ENTRIES SUPPLIED Start Marker

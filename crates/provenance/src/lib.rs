#![forbid(unsafe_code)]

//! Per-request provenance: which request came in, what was decided about it
//! and which request went out on the delegator's behalf.

mod logger;
mod record;
mod sink;

pub use logger::{ProvenanceLogger, QUEUE_CAPACITY};
pub use record::{
    ProvenanceRecord, RecordError, DECISION_ACTIVITY, PRIMARY_REQUEST, SECONDARY_REQUEST,
};
pub use sink::{ContainerSink, DiscardSink, ProvenanceSink, SinkError};
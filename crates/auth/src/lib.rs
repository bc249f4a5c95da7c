#![forbid(unsafe_code)]

pub mod credentials;
pub mod dpop;
pub mod jwt;
pub mod replay;
pub mod verifier;

pub use credentials::{
    ClientCredentials, CredentialError, DelegatorCredentialManager, ExchangeError, OutboundToken,
    TokenSource, DEFAULT_SAFETY_MARGIN,
};
pub use dpop::{access_token_hash, ProofClaims, ProofError, ProofSigner, DPOP_JWT_TYPE};
pub use jwt::{IssuerKeyResolver, JwksError, OidcKeyResolver, JWK};
pub use replay::ReplayCache;
pub use verifier::{
    ProofOfPossessionVerifier, VerifiedIdentity, VerifierConfig, VerifyError,
    DEFAULT_PROOF_MAX_AGE,
};
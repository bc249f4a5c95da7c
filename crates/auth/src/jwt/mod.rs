#![forbid(unsafe_code)]

mod discovery;
mod jwks;

pub use discovery::{
    discover, discovery_url, normalize_issuer, IssuerKeyResolver, OidcConfiguration,
    OidcKeyResolver,
};
pub use jwks::{
    parse_jwk, JwksClient, JwksError, JWK, JWKS, MAX_JWKS_SIZE, MIN_REFRESH_INTERVAL,
};
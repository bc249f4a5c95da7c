use delegation_proxy_core::graph::{parse_iri, write_turtle};
use delegation_proxy_core::vocab::{
    http_method_iri, HTTP_METHOD, HTTP_REQUEST_URI, PROV_ACTIVITY, PROV_ENDED_AT_TIME,
    PROV_ENTITY, PROV_GENERATED, PROV_GENERATED_AT_TIME, PROV_STARTED_AT_TIME,
    PROV_WAS_ASSOCIATED_WITH, PROV_WAS_ATTRIBUTED_TO, PROV_WAS_GENERATED_BY, PROV_WAS_STARTED_BY,
    RDF_TYPE, RDP_POLICY_EVALUATION, XSD_BOOLEAN, XSD_DATE_TIME,
};
use oxrdf::{Literal, NamedNode, Term, Triple};
use time::format_description::well_known::Rfc3339;
use time::OffsetDateTime;

// Relative to the log resource the container creates.
pub const PRIMARY_REQUEST: &str = "#primaryRequest";
pub const DECISION_ACTIVITY: &str = "#RDPActivity";
pub const SECONDARY_REQUEST: &str = "#secondaryRequest";

#[derive(Debug, thiserror::Error, Clone, PartialEq, Eq)]
pub enum RecordError {
    #[error("record contains an invalid IRI {0:?}")]
    InvalidIri(String),
}

/// Statements about one inbound request. Append-only; flushed once.
///
/// Methods, URIs and actors are checked before they become terms. A record
/// that was handed an invalid one refuses to serialize.
#[derive(Debug, Clone)]
pub struct ProvenanceRecord {
    rid: String,
    triples: Vec<Triple>,
    decision_started: bool,
    decision_ended: bool,
    rejected: Option<String>,
}

impl ProvenanceRecord {
    #[must_use]
    pub fn new(rid: impl Into<String>) -> Self {
        Self {
            rid: rid.into(),
            triples: Vec::new(),
            decision_started: false,
            decision_ended: false,
            rejected: None,
        }
    }

    #[must_use]
    pub fn rid(&self) -> &str {
        &self.rid
    }

    /// Records the inbound request and returns the node standing for it.
    pub fn record_incoming(
        &mut self,
        method: &str,
        uri: &str,
        actor: &str,
        time: OffsetDateTime,
    ) -> NamedNode {
        let request = constant(PRIMARY_REQUEST);
        let actor = self.checked(actor);
        self.describe_request(&request, method, uri, actor.clone(), actor, time);
        request
    }

    pub fn record_decision_activity(
        &mut self,
        actor: &str,
        time: OffsetDateTime,
        subject: &NamedNode,
        allowed: bool,
    ) {
        let activity = constant(DECISION_ACTIVITY);
        let actor = self.checked(actor);
        self.push(&activity, RDF_TYPE, Some(constant(PROV_ACTIVITY)));
        self.push(&activity, PROV_STARTED_AT_TIME, Some(date_time(time)));
        self.push(&activity, PROV_WAS_ASSOCIATED_WITH, actor);
        self.push(&activity, PROV_WAS_STARTED_BY, Some(subject.clone()));
        self.push(
            &activity,
            RDP_POLICY_EVALUATION,
            Some(Literal::new_typed_literal(
                allowed.to_string(),
                constant(XSD_BOOLEAN),
            )),
        );
        self.decision_started = true;
    }

    pub fn record_decision_end(&mut self, time: OffsetDateTime) {
        self.push(
            &constant(DECISION_ACTIVITY),
            PROV_ENDED_AT_TIME,
            Some(date_time(time)),
        );
        self.decision_ended = true;
    }

    pub fn record_outbound_request(
        &mut self,
        method: &str,
        uri: &str,
        delegator: &str,
        time: OffsetDateTime,
    ) {
        let activity = constant(DECISION_ACTIVITY);
        let request = constant(SECONDARY_REQUEST);
        let delegator = self.checked(delegator);
        self.push(&activity, PROV_GENERATED, Some(request.clone()));
        self.describe_request(&request, method, uri, Some(activity), delegator, time);
    }

    fn describe_request(
        &mut self,
        request: &NamedNode,
        method: &str,
        uri: &str,
        generated_by: Option<NamedNode>,
        attributed_to: Option<NamedNode>,
        time: OffsetDateTime,
    ) {
        let method = self.checked(&http_method_iri(method));
        let uri = self.checked(uri);
        self.push(request, RDF_TYPE, Some(constant(PROV_ENTITY)));
        self.push(request, HTTP_METHOD, method);
        self.push(request, HTTP_REQUEST_URI, uri);
        self.push(request, PROV_WAS_GENERATED_BY, generated_by);
        self.push(request, PROV_WAS_ATTRIBUTED_TO, attributed_to);
        self.push(request, PROV_GENERATED_AT_TIME, Some(date_time(time)));
    }

    fn checked(&mut self, value: &str) -> Option<NamedNode> {
        match parse_iri(value) {
            Ok(node) => Some(node),
            Err(_) => {
                self.rejected.get_or_insert_with(|| value.to_owned());
                None
            }
        }
    }

    fn push(&mut self, subject: &NamedNode, predicate: &str, object: Option<impl Into<Term>>) {
        if let Some(object) = object {
            self.triples
                .push(Triple::new(subject.clone(), constant(predicate), object));
        }
    }

    #[must_use]
    pub fn triples(&self) -> &[Triple] {
        &self.triples
    }

    /// True when the decision bracket has both its start and its end.
    #[must_use]
    pub fn has_complete_decision(&self) -> bool {
        self.decision_started && self.decision_ended
    }

    pub fn to_turtle(&self) -> Result<String, RecordError> {
        match &self.rejected {
            Some(value) => Err(RecordError::InvalidIri(value.clone())),
            None => Ok(write_turtle(&self.triples)),
        }
    }
}

// Vocabulary terms and the record's own relative nodes.
fn constant(value: &str) -> NamedNode {
    NamedNode::new_unchecked(value)
}

fn date_time(time: OffsetDateTime) -> Literal {
    let lexical = time
        .format(&Rfc3339)
        .unwrap_or_else(|_| time.unix_timestamp().to_string());
    Literal::new_typed_literal(lexical, constant(XSD_DATE_TIME))
}

#[cfg(test)]
mod tests {
    use delegation_proxy_core::graph::{contains, object_iris, parse_turtle};
    use delegation_proxy_core::vocab::FOAF_AGENT;
    use time::macros::datetime;

    use super::*;

    const LOG: &str = "https://sme.example/logs/entry-1";
    const DELEGATE: &str = "https://tom.example/profile/card#me";
    const DELEGATOR: &str = "https://sme.example/profile/card#me";
    const URI: &str = "https://bank.example/offer/1";

    fn at(id: &str) -> String {
        format!("{LOG}{id}")
    }

    #[test]
    fn incoming_only_record() {
        let mut record = ProvenanceRecord::new("rid-1");
        record.record_incoming("GET", URI, FOAF_AGENT, datetime!(2024-05-01 10:00:00 UTC));

        assert!(!record.has_complete_decision());
        assert_eq!(record.triples().len(), 6);

        let graph = parse_turtle(&record.to_turtle().expect("document"), LOG).expect("turtle");
        assert!(contains(&graph, &at(PRIMARY_REQUEST), RDF_TYPE, PROV_ENTITY));
        assert!(contains(
            &graph,
            &at(PRIMARY_REQUEST),
            HTTP_METHOD,
            "http://www.w3.org/2011/http-methods#GET"
        ));
        assert!(contains(&graph, &at(PRIMARY_REQUEST), PROV_WAS_ATTRIBUTED_TO, FOAF_AGENT));
        assert!(contains(&graph, &at(PRIMARY_REQUEST), HTTP_REQUEST_URI, URI));
    }

    #[test]
    fn forwarded_record_links_both_requests() {
        let mut record = ProvenanceRecord::new("rid-2");
        let incoming =
            record.record_incoming("PUT", URI, DELEGATE, datetime!(2024-05-01 10:00:00 UTC));
        record.record_decision_activity(
            DELEGATE,
            datetime!(2024-05-01 10:00:01 UTC),
            &incoming,
            true,
        );
        record.record_outbound_request("PUT", URI, DELEGATOR, datetime!(2024-05-01 10:00:02 UTC));
        record.record_decision_end(datetime!(2024-05-01 10:00:03 UTC));

        assert!(record.has_complete_decision());
        let graph = parse_turtle(&record.to_turtle().expect("document"), LOG).expect("turtle");
        assert!(contains(&graph, &at(DECISION_ACTIVITY), RDF_TYPE, PROV_ACTIVITY));
        assert!(contains(
            &graph,
            &at(DECISION_ACTIVITY),
            PROV_WAS_STARTED_BY,
            &at(PRIMARY_REQUEST)
        ));
        assert!(contains(
            &graph,
            &at(DECISION_ACTIVITY),
            PROV_GENERATED,
            &at(SECONDARY_REQUEST)
        ));
        assert_eq!(
            object_iris(&graph, &at(SECONDARY_REQUEST), PROV_WAS_ATTRIBUTED_TO),
            vec![DELEGATOR.to_owned()]
        );
        assert_eq!(
            object_iris(&graph, &at(SECONDARY_REQUEST), PROV_WAS_GENERATED_BY),
            vec![at(DECISION_ACTIVITY)]
        );
    }

    #[test]
    fn denied_record_has_false_evaluation() {
        let mut record = ProvenanceRecord::new("rid-3");
        let incoming =
            record.record_incoming("GET", URI, DELEGATE, datetime!(2024-05-01 10:00:00 UTC));
        record.record_decision_activity(
            DELEGATE,
            datetime!(2024-05-01 10:00:00 UTC),
            &incoming,
            false,
        );
        assert!(!record.has_complete_decision());
        record.record_decision_end(datetime!(2024-05-01 10:00:00 UTC));

        let turtle = record.to_turtle().expect("document");
        assert!(turtle.contains(
            r#"<#RDPActivity> <https://www.example.org/rdpVocab#policyEvaluation> "false"^^<http://www.w3.org/2001/XMLSchema#boolean> ."#
        ));
        assert!(turtle.contains(
            r#"<#RDPActivity> <http://www.w3.org/ns/prov#endedAtTime> "2024-05-01T10:00:00Z"^^<http://www.w3.org/2001/XMLSchema#dateTime> ."#
        ));
        assert!(!turtle.contains(SECONDARY_REQUEST));
    }

    #[test]
    fn actor_cannot_inject_statements() {
        let forged_actor = "https://evil.example/#me> . <#secondaryRequest> \
            <http://www.w3.org/ns/prov#wasAttributedTo> <https://forged.example/#me";
        let mut record = ProvenanceRecord::new("rid-4");
        let incoming =
            record.record_incoming("GET", URI, forged_actor, datetime!(2024-05-01 10:00:00 UTC));
        record.record_decision_activity(
            forged_actor,
            datetime!(2024-05-01 10:00:00 UTC),
            &incoming,
            true,
        );
        record.record_decision_end(datetime!(2024-05-01 10:00:01 UTC));

        assert_eq!(
            record.to_turtle(),
            Err(RecordError::InvalidIri(forged_actor.to_owned()))
        );
        assert!(record
            .triples()
            .iter()
            .all(|triple| !triple.to_string().contains("forged.example")));
    }

    #[test]
    fn invalid_method_or_uri_is_rejected() {
        let mut record = ProvenanceRecord::new("rid-5");
        record.record_incoming(
            "GET",
            "https://bank.example/a b",
            DELEGATE,
            datetime!(2024-05-01 10:00:00 UTC),
        );
        assert!(matches!(record.to_turtle(), Err(RecordError::InvalidIri(_))));

        let mut record = ProvenanceRecord::new("rid-6");
        record.record_incoming("GE>T", URI, DELEGATE, datetime!(2024-05-01 10:00:00 UTC));
        assert!(matches!(record.to_turtle(), Err(RecordError::InvalidIri(_))));
    }
}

ENTRIES SUPPLIED End Marker

-- ASSIGNED TASK --
Using the records above, write out exactly the lines between the one holding "mod logger;" and the one holding "use time::format_description::well_known::Rfc3339;", inclusive; leave everything else out.

-- OUTPUT --
mod logger;
mod record;
mod sink;

pub use logger::{ProvenanceLogger, QUEUE_CAPACITY};
pub use record::{
    ProvenanceRecord, RecordError, DECISION_ACTIVITY, PRIMARY_REQUEST, SECONDARY_REQUEST,
};
pub use sink::{ContainerSink, DiscardSink, ProvenanceSink, SinkError};
filename crates/auth/src/lib.rs
repository bc249f4a5c95da7c
#![forbid(unsafe_code)]

pub mod credentials;
pub mod dpop;
pub mod jwt;
pub mod replay;
pub mod verifier;

pub use credentials::{
    ClientCredentials, CredentialError, DelegatorCredentialManager, ExchangeError, OutboundToken,
    TokenSource, DEFAULT_SAFETY_MARGIN,
};
pub use dpop::{access_token_hash, ProofClaims, ProofError, ProofSigner, DPOP_JWT_TYPE};
pub use jwt::{IssuerKeyResolver, JwksError, OidcKeyResolver, JWK};
pub use replay::ReplayCache;
pub use verifier::{
    ProofOfPossessionVerifier, VerifiedIdentity, VerifierConfig, VerifyError,
    DEFAULT_PROOF_MAX_AGE,
};
repository bc249f4a5c95da7c
filename crates/auth/src/jwt/mod.rs
#![forbid(unsafe_code)]

mod discovery;
mod jwks;

pub use discovery::{
    discover, discovery_url, normalize_issuer, IssuerKeyResolver, OidcConfiguration,
    OidcKeyResolver,
};
pub use jwks::{
    parse_jwk, JwksClient, JwksError, JWK, JWKS, MAX_JWKS_SIZE, MIN_REFRESH_INTERVAL,
};
repository bc249f4a5c95da7c
use delegation_proxy_core::graph::{parse_iri, write_turtle};
use delegation_proxy_core::vocab::{
    http_method_iri, HTTP_METHOD, HTTP_REQUEST_URI, PROV_ACTIVITY, PROV_ENDED_AT_TIME,
    PROV_ENTITY, PROV_GENERATED, PROV_GENERATED_AT_TIME, PROV_STARTED_AT_TIME,
    PROV_WAS_ASSOCIATED_WITH, PROV_WAS_ATTRIBUTED_TO, PROV_WAS_GENERATED_BY, PROV_WAS_STARTED_BY,
    RDF_TYPE, RDP_POLICY_EVALUATION, XSD_BOOLEAN, XSD_DATE_TIME,
};
use oxrdf::{Literal, NamedNode, Term, Triple};
use time::format_description::well_known::Rfc3339;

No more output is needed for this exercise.